The maintenance proportion is additionally called the plowback proportion. Held benefit is the benefit stayed within the instead of paid out to investors as a profit. Held benefit is broadly viewed as the most significant long haul wellspring of fund for a business
.
Answer:
They are acting upon perceived customer value.
Explanation:
In the field of marketing, perceived customer value can be defined as the clients' assessment of the cost of the product and services weighed against its capacity to live up to their needs and desires, particularly in comparison with it's peers. Marketing experts always attempt to impact customers' apparent perception of an item by depicting the qualities that make it better than the competition. In this way, the marketers alter the customers perceived value.
Perceived customer value usually involves the monetary cost of the product or services.
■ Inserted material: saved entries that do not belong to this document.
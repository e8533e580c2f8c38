// src/plate_voting.rs
//
// Finalization vote: fuse a vehicle's accumulated OCR reads into one plate.
//
// Phase A picks the best whole-string candidate by weighted plurality.
// Phase B (optional) rebuilds the plate character by character across all
// length-7 reads, which can recover a plate no single read got right. The
// reconstruction is reported next to the Phase A winner but does not
// replace it — kept bit-for-bit compatible with the deployed behavior, see
// DESIGN.md.
//
// Tie-break rule: when two candidates reach the same score, the first one
// to appear in read order wins. This applies to whole strings in Phase A
// and independently per position in Phase B.

use crate::types::{FinalizedPlate, PlateRead, VotingConfig};
use tracing::{debug, info};

/// Plate area (px^2) that counts as weight 1.0 under resolution weighting.
const REFERENCE_PLATE_AREA: f32 = 5000.0;

/// Number of characters in the standard plate layout.
const PLATE_LEN: usize = 7;

pub struct VotingEngine {
    config: VotingConfig,
}

/// Insertion-ordered score accumulator. The candidate count per vehicle is
/// tiny, so linear scans beat a map and keep first-appearance order without
/// extra bookkeeping.
struct ScoreTable<K: PartialEq> {
    entries: Vec<(K, f32, u32)>,
}

impl<K: PartialEq> ScoreTable<K> {
    fn new() -> Self {
        Self {
            entries: Vec::new(),
        }
    }

    fn add(&mut self, key: K, score: f32) {
        if let Some(entry) = self.entries.iter_mut().find(|(k, _, _)| *k == key) {
            entry.1 += score;
            entry.2 += 1;
        } else {
            self.entries.push((key, score, 1));
        }
    }

    /// First entry (in insertion order) holding the maximum score.
    fn winner(&self) -> Option<&(K, f32, u32)> {
        let mut best: Option<&(K, f32, u32)> = None;
        for entry in &self.entries {
            match best {
                Some(b) if entry.1 <= b.1 => {}
                _ => best = Some(entry),
            }
        }
        best
    }
}

impl VotingEngine {
    pub fn new(config: VotingConfig) -> Self {
        Self { config }
    }

    fn read_score(&self, confidence: f32, area: f32) -> f32 {
        let weight = if self.config.resolution_weighting {
            area / REFERENCE_PLATE_AREA
        } else {
            1.0
        };
        if self.config.confidence_weighting {
            confidence * weight
        } else {
            weight
        }
    }

    /// Decide the plate for one vehicle from its read history.
    ///
    /// Returns None only for an empty history; the exit monitor never calls
    /// it with one.
    pub fn finalize(&self, track_id: i64, reads: &[PlateRead]) -> Option<FinalizedPlate> {
        if reads.is_empty() {
            return None;
        }

        // Phase A: weighted plurality over whole strings.
        let mut votes: ScoreTable<&str> = ScoreTable::new();
        for read in reads {
            votes.add(&read.text, self.read_score(read.confidence, read.area));
        }

        for (text, score, count) in &votes.entries {
            debug!(track_id, %text, score, votes = count, "plate candidate");
        }

        let &(best_plate, best_score, vote_count) = votes.winner()?;
        info!(
            track_id,
            plate = best_plate,
            score = best_score,
            votes = %format!("{vote_count}/{}", reads.len()),
            "vehicle left frame, best read selected"
        );

        // Rough normalization against the read count; not a probability.
        let confidence = best_score / (reads.len() as f32).max(1.0);

        let consensus = if self.config.positional_voting {
            self.positional_consensus(track_id, best_plate, reads)
        } else {
            None
        };

        Some(FinalizedPlate {
            best_plate: best_plate.to_string(),
            confidence,
            consensus,
            history: reads.to_vec(),
        })
    }

    /// Phase B: per-position weighted majority across all reads with the
    /// standard 7-character shape (spaces ignored). Needs at least two such
    /// reads to mean anything.
    fn positional_consensus(
        &self,
        track_id: i64,
        phase_a_winner: &str,
        reads: &[PlateRead],
    ) -> Option<String> {
        let candidates: Vec<(Vec<char>, f32)> = reads
            .iter()
            .filter_map(|r| {
                let stripped: Vec<char> = r.text.chars().filter(|c| *c != ' ').collect();
                (stripped.len() == PLATE_LEN)
                    .then(|| (stripped, self.read_score(r.confidence, r.area)))
            })
            .collect();

        if candidates.len() < 2 {
            return None;
        }

        let mut plate: Vec<char> = Vec::with_capacity(PLATE_LEN);
        for pos in 0..PLATE_LEN {
            let mut table: ScoreTable<char> = ScoreTable::new();
            for (chars, score) in &candidates {
                table.add(chars[pos], *score);
            }
            if table.entries.len() > 1 {
                let summary: Vec<String> = table
                    .entries
                    .iter()
                    .map(|(c, s, _)| format!("'{c}':{s:.2}"))
                    .collect();
                debug!(track_id, pos, votes = %summary.join(", "), "contested position");
            }
            let &(best_char, _, _) = table.winner()?;
            plate.push(best_char);
        }

        let head: String = plate[..4].iter().collect();
        let tail: String = plate[4..].iter().collect();
        let formatted = format!("{head} {tail}");
        if formatted != phase_a_winner {
            info!(
                track_id,
                consensus = %formatted,
                merged_from = candidates.len(),
                "positional consensus differs from plurality winner"
            );
        }
        Some(formatted)
    }
}
use serde::{Deserialize, Serialize};

#[derive(Debug, Clone, Serialize, Deserialize)]
pub struct Config {
    pub device: DeviceConfig,
    pub video: VideoConfig,
    pub model: ModelConfig,
    pub detection: DetectionConfig,
    pub voting: VotingConfig,
    pub format: FormatConfig,
    pub ocr: OcrConfig,
    pub submission: SubmissionConfig,
    pub simulation: SimulationConfig,
    pub logging: LoggingConfig,
}

#[derive(Debug, Clone, Serialize, Deserialize)]
pub struct DeviceConfig {
    pub location_id: String,
}

#[derive(Debug, Clone, Serialize, Deserialize)]
pub struct VideoConfig {
    /// Directory of decoded .ppm frames, walked in name order.
    pub input_dir: String,
}

#[derive(Debug, Clone, Serialize, Deserialize)]
pub struct ModelConfig {
    pub vehicle_model_path: String,
    pub plate_model_path: String,
    pub rec_model_path: String,
    pub num_threads: usize,
}

#[derive(Debug, Clone, Serialize, Deserialize)]
pub struct DetectionConfig {
    pub confidence_threshold: f32,
    /// Process every Nth frame. Higher = faster but fewer reads per vehicle.
    pub frame_skip_rate: u64,
    /// Minimum IoU for the track associator to match a detection to a track.
    pub min_iou: f32,
    /// Frames a track survives without a detection before its id is retired.
    pub max_coast_frames: u32,
}

/// Feature flags for the finalization vote. Handed to the voting engine at
/// construction so engines with different flags can coexist in one process.
#[derive(Debug, Clone, Copy, Serialize, Deserialize)]
pub struct VotingConfig {
    /// Trust larger plates more (weight = area / 5000.0).
    pub resolution_weighting: bool,
    /// Trust higher-confidence reads more. If false, each read counts as one vote.
    pub confidence_weighting: bool,
    /// Reconstruct a character-by-character consensus across reads.
    pub positional_voting: bool,
}

impl Default for VotingConfig {
    fn default() -> Self {
        Self {
            resolution_weighting: true,
            confidence_weighting: true,
            positional_voting: true,
        }
    }
}

/// Feature flags for plate text normalization.
#[derive(Debug, Clone, Copy, Serialize, Deserialize)]
pub struct FormatConfig {
    /// Fix common OCR confusions (0->O, 1->I, ...) by expected position.
    pub char_correction: bool,
    /// Discard text that does not match the UK plate pattern.
    pub strict_regex: bool,
}

impl Default for FormatConfig {
    fn default() -> Self {
        Self {
            char_correction: true,
            strict_regex: true,
        }
    }
}

#[derive(Debug, Clone, Serialize, Deserialize)]
pub struct OcrConfig {
    /// Apply the reader's own positional correction before candidates leave the reader.
    pub logic_layer: bool,
    /// Candidates below this confidence never reach the aggregation core.
    pub min_confidence: f32,
}

#[derive(Debug, Clone, Serialize, Deserialize)]
pub struct SubmissionConfig {
    pub enabled: bool,
    pub api_endpoint: String,
    pub api_key: String,
}

#[derive(Debug, Clone, Serialize, Deserialize)]
pub struct SimulationConfig {
    pub enabled: bool,
    #[serde(default)]
    pub mock_plates: Vec<String>,
    #[serde(default)]
    pub mock_locations: Vec<String>,
}

#[derive(Debug, Clone, Serialize, Deserialize)]
pub struct LoggingConfig {
    pub level: String,
}

/// One decoded RGB frame (HWC, 3 bytes per pixel).
#[derive(Debug, Clone)]
pub struct Frame {
    pub data: Vec<u8>,
    pub width: usize,
    pub height: usize,
}

impl Frame {
    pub fn new(data: Vec<u8>, width: usize, height: usize) -> Self {
        Self {
            data,
            width,
            height,
        }
    }

    pub fn is_empty(&self) -> bool {
        self.width == 0 || self.height == 0
    }

    /// Copy out a sub-image. The requested region is clamped to the frame
    /// bounds; a region that clamps to nothing yields an empty frame.
    pub fn crop(&self, x: usize, y: usize, w: usize, h: usize) -> Frame {
        let x = x.min(self.width);
        let y = y.min(self.height);
        let w = w.min(self.width - x);
        let h = h.min(self.height - y);

        let mut data = Vec::with_capacity(w * h * 3);
        for row in y..y + h {
            let start = (row * self.width + x) * 3;
            data.extend_from_slice(&self.data[start..start + w * 3]);
        }
        Frame::new(data, w, h)
    }
}

/// One OCR observation of a plate at one frame.
#[derive(Debug, Clone, PartialEq)]
pub struct PlateRead {
    pub text: String,
    pub confidence: f32,
    pub area: f32,
}

/// The one-time decision for a vehicle that left the scene.
#[derive(Debug, Clone)]
pub struct FinalizedPlate {
    pub best_plate: String,
    pub confidence: f32,
    /// Positional-consensus reconstruction, reported alongside the winner
    /// when it exists. Does not replace `best_plate`.
    pub consensus: Option<String>,
    pub history: Vec<PlateRead>,
}

#[cfg(test)]
mod tests {
    use super::*;

    #[test]
    fn test_crop_clamps_to_bounds() {
        // 4x2 frame, every channel of a pixel holds its x index
        let mut data = Vec::new();
        for _y in 0..2 {
            for x in 0..4u8 {
                data.extend_from_slice(&[x, x, x]);
            }
        }
        let frame = Frame::new(data, 4, 2);

        let crop = frame.crop(2, 0, 10, 10);
        assert_eq!(crop.width, 2);
        assert_eq!(crop.height, 2);
        assert_eq!(crop.data[0], 2);

        let empty = frame.crop(4, 2, 1, 1);
        assert!(empty.is_empty());
    }
}
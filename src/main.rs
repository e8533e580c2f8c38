// src/main.rs

mod cloud_client;
mod config;
mod frame_source;
mod metrics;
mod plate_detection;
mod plate_format;
mod plate_geometry;
mod plate_pipeline;
mod plate_reader;
mod plate_voting;
mod processor;
mod simulation;
mod track_assigner;
mod types;
mod vehicle_detection;
mod vehicle_tracker;

use anyhow::Result;
use chrono::{SecondsFormat, Utc};
use cloud_client::{CloudClient, Sighting};
use frame_source::{FrameSource, PpmDirectorySource};
use metrics::PipelineMetrics;
use plate_detection::YoloPlateDetector;
use plate_reader::{CtcRecognizer, LogicReader};
use plate_voting::VotingEngine;
use processor::FrameProcessor;
use simulation::MockSightingGenerator;
use tracing::{info, warn};
use types::Config;
use vehicle_detection::YoloVehicleDetector;
use vehicle_tracker::VehicleTracker;

#[tokio::main]
async fn main() -> Result<()> {
    let config = Config::load("config.yaml")?;

    let filter = tracing_subscriber::EnvFilter::try_from_default_env()
        .unwrap_or_else(|_| format!("anpr_edge={},ort=warn", config.logging.level).into());
    tracing_subscriber::fmt().with_env_filter(filter).init();

    info!(location = %config.device.location_id, "ANPR edge device starting");

    let client = CloudClient::new(&config.submission)?;

    if config.simulation.enabled {
        let generator = MockSightingGenerator::new(&config.device, &config.simulation);
        simulation::run(generator, client).await;
        return Ok(());
    }

    run_pipeline(config, client).await
}

async fn run_pipeline(config: Config, client: CloudClient) -> Result<()> {
    let metrics = PipelineMetrics::new();

    let vehicle_detector =
        YoloVehicleDetector::new(&config.model.vehicle_model_path, config.model.num_threads)?;
    let plate_detector =
        YoloPlateDetector::new(&config.model.plate_model_path, config.model.num_threads)?;
    let recognizer = CtcRecognizer::new(&config.model.rec_model_path, config.model.num_threads)?;
    let reader = LogicReader::new(
        recognizer,
        config.ocr.logic_layer,
        config.ocr.min_confidence,
    );
    info!("models loaded");

    let tracker = VehicleTracker::new(VotingEngine::new(config.voting));
    let mut processor = FrameProcessor::new(
        &config,
        Box::new(vehicle_detector),
        Box::new(plate_detector),
        Box::new(reader),
        tracker,
        metrics.clone(),
    );

    let mut source = PpmDirectorySource::new(&config.video.input_dir)?;
    let mut frame_count: u64 = 0;

    while let Some(frame) = source.next_frame()? {
        frame_count += 1;
        let finalized = processor.process_frame(&frame, frame_count)?;

        for (track_id, plate) in finalized {
            info!(
                track_id,
                plate = %plate.best_plate,
                confidence = plate.confidence,
                reads = plate.history.len(),
                "reporting finalized plate"
            );

            if !config.submission.enabled {
                continue;
            }
            let sighting = Sighting {
                plate_number: plate.best_plate.clone(),
                timestamp: Utc::now().to_rfc3339_opts(SecondsFormat::Millis, true),
                location_id: simulation::sighting_location(
                    &config.device.location_id,
                    &config.simulation.mock_locations,
                ),
                vehicle_make: None,
                vehicle_model: None,
                vehicle_color: None,
                // The exit sweep is what produced this plate.
                direction: Some("Exiting".to_string()),
            };
            if client.send_sighting(&sighting).await {
                PipelineMetrics::incr(&metrics.api_successes);
            } else {
                PipelineMetrics::incr(&metrics.api_failures);
                warn!(plate = %plate.best_plate, "sighting submission failed");
            }
        }
    }

    info!("end of frame stream");
    metrics.log_summary();
    Ok(())
}
// src/plate_pipeline.rs
//
// Per-vehicle plate read: crop the vehicle, find the plate, pad the crop,
// run OCR, validate every candidate. Everything that can go wrong here is
// a data condition ("no read this frame"), not an error — the frame loop
// just moves on to the next detection.

use crate::plate_detection::PlateDetector;
use crate::plate_format::PlateNormalizer;
use crate::plate_geometry::extract_plate_crop;
use crate::plate_reader::OcrReader;
use crate::types::{Frame, PlateRead};
use anyhow::Result;
use tracing::debug;

/// Attempt one plate read for a vehicle detection. Returns the validated
/// read, or None when there is no plate, no OCR text, or nothing survived
/// validation.
pub fn process_plate_detection(
    frame: &Frame,
    vehicle_bbox: [f32; 4],
    plate_detector: &mut dyn PlateDetector,
    reader: &mut dyn OcrReader,
    normalizer: &PlateNormalizer,
) -> Result<Option<PlateRead>> {
    let x1 = vehicle_bbox[0].max(0.0) as usize;
    let y1 = vehicle_bbox[1].max(0.0) as usize;
    let x2 = (vehicle_bbox[2].max(0.0) as usize).min(frame.width);
    let y2 = (vehicle_bbox[3].max(0.0) as usize).min(frame.height);
    if x2 <= x1 || y2 <= y1 {
        return Ok(None);
    }

    let vehicle_crop = frame.crop(x1, y1, x2 - x1, y2 - y1);
    if vehicle_crop.is_empty() {
        return Ok(None);
    }

    let Some(plate_box) = plate_detector.detect_plate(&vehicle_crop)? else {
        return Ok(None);
    };
    // Voting weighs the unpadded plate area.
    let area = plate_box.area();

    let Some(plate_crop) = extract_plate_crop(&vehicle_crop, plate_box) else {
        return Ok(None);
    };

    let candidates = reader.read_text(&plate_crop)?;
    if candidates.is_empty() {
        return Ok(None);
    }

    let mut valid_texts = Vec::new();
    let mut valid_confs = Vec::new();
    for candidate in &candidates {
        match normalizer.validate_and_clean(&candidate.text) {
            Some(text) => {
                valid_texts.push(text);
                valid_confs.push(candidate.confidence);
            }
            None => debug!(text = %candidate.text, "read rejected by format validation"),
        }
    }

    if valid_texts.is_empty() {
        return Ok(None);
    }

    let confidence = valid_confs.iter().sum::<f32>() / valid_confs.len() as f32;
    Ok(Some(PlateRead {
        text: valid_texts.join(" "),
        confidence,
        area,
    }))
}
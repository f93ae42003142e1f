//! Standard input implementations for files and stdin.

use std::io::{self, Read};
use std::path::{Path, PathBuf};

use super::InputProvider;

/// Input provider for reading from stdin.
#[derive(Debug, Clone)]
pub struct StdinInput {
    id: String,
}

impl StdinInput {
    /// Create a new stdin input provider.
    pub fn new() -> Self {
        Self { id: "-".into() }
    }
}

impl Default for StdinInput {
    fn default() -> Self {
        Self::new()
    }
}

impl InputProvider for StdinInput {
    fn id(&self) -> &str {
        &self.id
    }

    fn open(&self) -> io::Result<Box<dyn Read + Send>> {
        Ok(Box::new(io::stdin()))
    }
}

/// Input provider for reading from files.
#[derive(Debug, Clone)]
pub struct FileInput {
    id: String,
    path: PathBuf,
}

impl FileInput {
    /// Create a new file input provider.
    pub fn new(path: impl Into<PathBuf>) -> Self {
        let path = path.into();
        let id = path.to_string_lossy().into_owned();
        Self { id, path }
    }

    /// Get the file path.
    pub fn path(&self) -> &Path {
        &self.path
    }
}

impl InputProvider for FileInput {
    fn id(&self) -> &str {
        &self.id
    }

    fn open(&self) -> io::Result<Box<dyn Read + Send>> {
        let file = std::fs::File::open(&self.path)?;
        Ok(Box::new(io::BufReader::new(file)))
    }
}
use sarge::ArgumentType;

use crate::cli::SourceArgs;

#[test]
fn source_args_split_on_commas() {
    let parsed = <SourceArgs as ArgumentType>::from_value(Some("a.csv, b.csv,,c.csv"))
        .expect("some")
        .expect("ok");
    assert_eq!(
        parsed.as_slice(),
        &["a.csv".to_string(), "b.csv".to_string(), "c.csv".to_string()]
    );
}

#[test]
fn source_args_without_value_is_empty() {
    let parsed = <SourceArgs as ArgumentType>::from_value(None)
        .expect("some")
        .expect("ok");
    assert!(parsed.is_empty());
    assert_eq!(<SourceArgs as ArgumentType>::default_value(), Some(SourceArgs::new()));
}

#[test]
fn source_args_normalize_stdin() {
    let parsed = <SourceArgs as ArgumentType>::from_value(Some("stdin,a.csv,-"))
        .expect("some")
        .expect("ok");
    assert_eq!(
        parsed.as_slice(),
        &["-".to_string(), "a.csv".to_string(), "-".to_string()]
    );
}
It all comes down to how the customer views the price of that particular product or service weighed against the benefits. In simpler terms, the customer is always deciding if purchasing the product is worthwhile. When the customers feel that the cost doesn't march the benefits, then there are higher chances of the customers not purchasing the product or service, especially if the competition offers a lower cost.
In the case of FedEx customers, they are trying to weigh the benefits against the monetary cost of using the reliable package delivery service. In this way, they are acting upon perceived customer value.
Answer: Prices will decrease
Explanation: Because of high supply, prices will decrease.